> _Source material_
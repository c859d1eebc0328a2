//! Placement computation: where and how large a source sits in its container.
//!
//! A [`PlacementRequest`] pairs a source (anything implementing
//! [`IntrinsicSize`]) with a container and a [`PlacementRule`]. Computing it
//! resolves both sizes and dispatches to one of seven pure strategies.
//! Pure geometry, no allocations, `no_std` compatible.
//!
//! # Example
//!
//! ```
//! use zenplace::{PlacementRequest, PlacementRule, Source};
//!
//! let photo = Source::image(100.0, 50.0);
//! let pos = PlacementRequest::with_size(&photo, PlacementRule::Cover, 200.0, 100.0)
//!     .compute()
//!     .unwrap();
//!
//! assert_eq!((pos.width, pos.height), (200.0, 100.0));
//! assert_eq!((pos.x, pos.y), (0.0, 0.0));
//! assert_eq!((pos.source_width, pos.source_height), (100.0, 50.0));
//! ```

use core::fmt;
use core::str::FromStr;

use crate::geometry::{Coords, Pos, Size};
use crate::source::{ClientSize, IntrinsicSize};

/// How to place a source inside its container.
#[derive(Copy, Clone, Debug, PartialEq, Eq, Hash)]
#[cfg_attr(feature = "serde", derive(serde::Serialize, serde::Deserialize))]
#[cfg_attr(feature = "serde", serde(rename_all = "kebab-case"))]
pub enum PlacementRule {
    /// Fill the container on both axes, preserving aspect ratio.
    /// Overflow on one axis is centered.
    Cover,
    /// Fit inside the container, preserving aspect ratio.
    /// Leftover space on one axis is split evenly (letterboxing).
    Contain,
    /// Scaled source anchored at the top-left corner.
    TopLeft,
    /// Scaled source anchored at the top-right corner.
    TopRight,
    /// Scaled source anchored at the bottom-left corner.
    BottomLeft,
    /// Scaled source anchored at the bottom-right corner.
    BottomRight,
    /// Scaled source centered on both axes.
    Center,
}

impl PlacementRule {
    /// Every rule, in declaration order.
    pub const ALL: [Self; 7] = [
        Self::Cover,
        Self::Contain,
        Self::TopLeft,
        Self::TopRight,
        Self::BottomLeft,
        Self::BottomRight,
        Self::Center,
    ];

    /// Canonical kebab-case name (`"top-left"`, `"cover"`, ...).
    pub const fn as_str(self) -> &'static str {
        match self {
            Self::Cover => "cover",
            Self::Contain => "contain",
            Self::TopLeft => "top-left",
            Self::TopRight => "top-right",
            Self::BottomLeft => "bottom-left",
            Self::BottomRight => "bottom-right",
            Self::Center => "center",
        }
    }

    /// Parse a rule name. Surrounding whitespace and ASCII case are ignored.
    pub fn parse(name: &str) -> Option<Self> {
        let name = name.trim();
        Self::ALL
            .into_iter()
            .find(|rule| rule.as_str().eq_ignore_ascii_case(name))
    }

    /// Whether the rule derives its size from the container's aspect ratio.
    pub const fn is_aspect_fit(self) -> bool {
        matches!(self, Self::Cover | Self::Contain)
    }

    /// Run this rule's strategy without validating inputs.
    ///
    /// Zero source dimensions make `Cover` and `Contain` divide by zero and
    /// return non-finite values; [`PlacementRequest::compute`] rejects those
    /// inputs before getting here.
    pub fn place(self, container: Size, source: Size, scale: f64, compat: Compat) -> Coords {
        match self {
            Self::Cover => cover(container, source, scale),
            Self::Contain => contain(container, source, scale, compat.contain_axis),
            Self::TopLeft => top_left(source, scale),
            Self::TopRight => top_right(container, source, scale, compat.offsets),
            Self::BottomLeft => bottom_left(container, source, scale, compat.offsets),
            Self::BottomRight => bottom_right(container, source, scale, compat.offsets),
            Self::Center => center(container, source, scale, compat.offsets),
        }
    }
}
//! Source and container size providers.
//!
//! The engine never inspects element types. A source only has to report its
//! intrinsic size, and a container only its current client size.

use crate::geometry::Size;

/// Anything that can report an intrinsic (native) size.
pub trait IntrinsicSize {
    /// Native dimensions, independent of container or scale.
    fn intrinsic_size(&self) -> Size;
}

/// A container whose current client size is read at computation time.
pub trait ClientSize {
    /// Current client width and height.
    fn client_size(&self) -> Size;
}

impl IntrinsicSize for Size {
    fn intrinsic_size(&self) -> Size {
        *self
    }
}

impl ClientSize for Size {
    fn client_size(&self) -> Size {
        *self
    }
}

impl<T: IntrinsicSize + ?Sized> IntrinsicSize for &T {
    fn intrinsic_size(&self) -> Size {
        (**self).intrinsic_size()
    }
}

impl<T: ClientSize + ?Sized> ClientSize for &T {
    fn client_size(&self) -> Size {
        (**self).client_size()
    }
}

/// A visual source, tagged by kind.
///
/// Images, vector images and canvases report their `width`/`height`
/// attributes. Videos report the decoded frame size instead.
#[derive(Copy, Clone, Debug, PartialEq)]
pub enum Source {
    /// Raster image.
    Image { width: f64, height: f64 },
    /// Vector image element.
    VectorImage { width: f64, height: f64 },
    /// Drawing surface.
    Canvas { width: f64, height: f64 },
    /// Video; dimensions of the decoded frame.
    Video { video_width: f64, video_height: f64 },
}

impl Source {
    /// Raster image with the given attribute size.
    pub const fn image(width: f64, height: f64) -> Self {
        Self::Image { width, height }
    }

    /// Vector image with the given attribute size.
    pub const fn vector_image(width: f64, height: f64) -> Self {
        Self::VectorImage { width, height }
    }

    /// Canvas with the given surface size.
    pub const fn canvas(width: f64, height: f64) -> Self {
        Self::Canvas { width, height }
    }

    /// Video with the given decoded frame size.
    pub const fn video(video_width: f64, video_height: f64) -> Self {
        Self::Video {
            video_width,
            video_height,
        }
    }
}

impl IntrinsicSize for Source {
    fn intrinsic_size(&self) -> Size {
        match *self {
            Self::Image { width, height }
            | Self::VectorImage { width, height }
            | Self::Canvas { width, height } => Size::new(width, height),
            Self::Video {
                video_width,
                video_height,
            } => Size::new(video_width, video_height),
        }
    }
}

#[cfg(test)]
mod tests {
    use super::*;

    #[test]
    fn every_kind_reports_its_size() {
        assert_eq!(Source::image(40.0, 20.0).intrinsic_size(), Size::new(40.0, 20.0));
        assert_eq!(Source::vector_image(12.0, 8.0).intrinsic_size(), Size::new(12.0, 8.0));
        assert_eq!(Source::canvas(300.0, 150.0).intrinsic_size(), Size::new(300.0, 150.0));
        assert_eq!(Source::video(1920.0, 1080.0).intrinsic_size(), Size::new(1920.0, 1080.0));
    }

    #[test]
    fn references_forward() {
        let src = Source::image(5.0, 6.0);
        let r: &dyn IntrinsicSize = &src;
        assert_eq!((&r).intrinsic_size(), Size::new(5.0, 6.0));

        let container = Size::new(200.0, 100.0);
        assert_eq!((&container).client_size(), Size::new(200.0, 100.0));
    }
}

> _What this task involves_
Where a line of the entries contains the word "corner", copy that line.

> _Task response_
    /// Scaled source anchored at the top-left corner.
    /// Scaled source anchored at the top-right corner.
    /// Scaled source anchored at the bottom-left corner.
    /// Scaled source anchored at the bottom-right corner.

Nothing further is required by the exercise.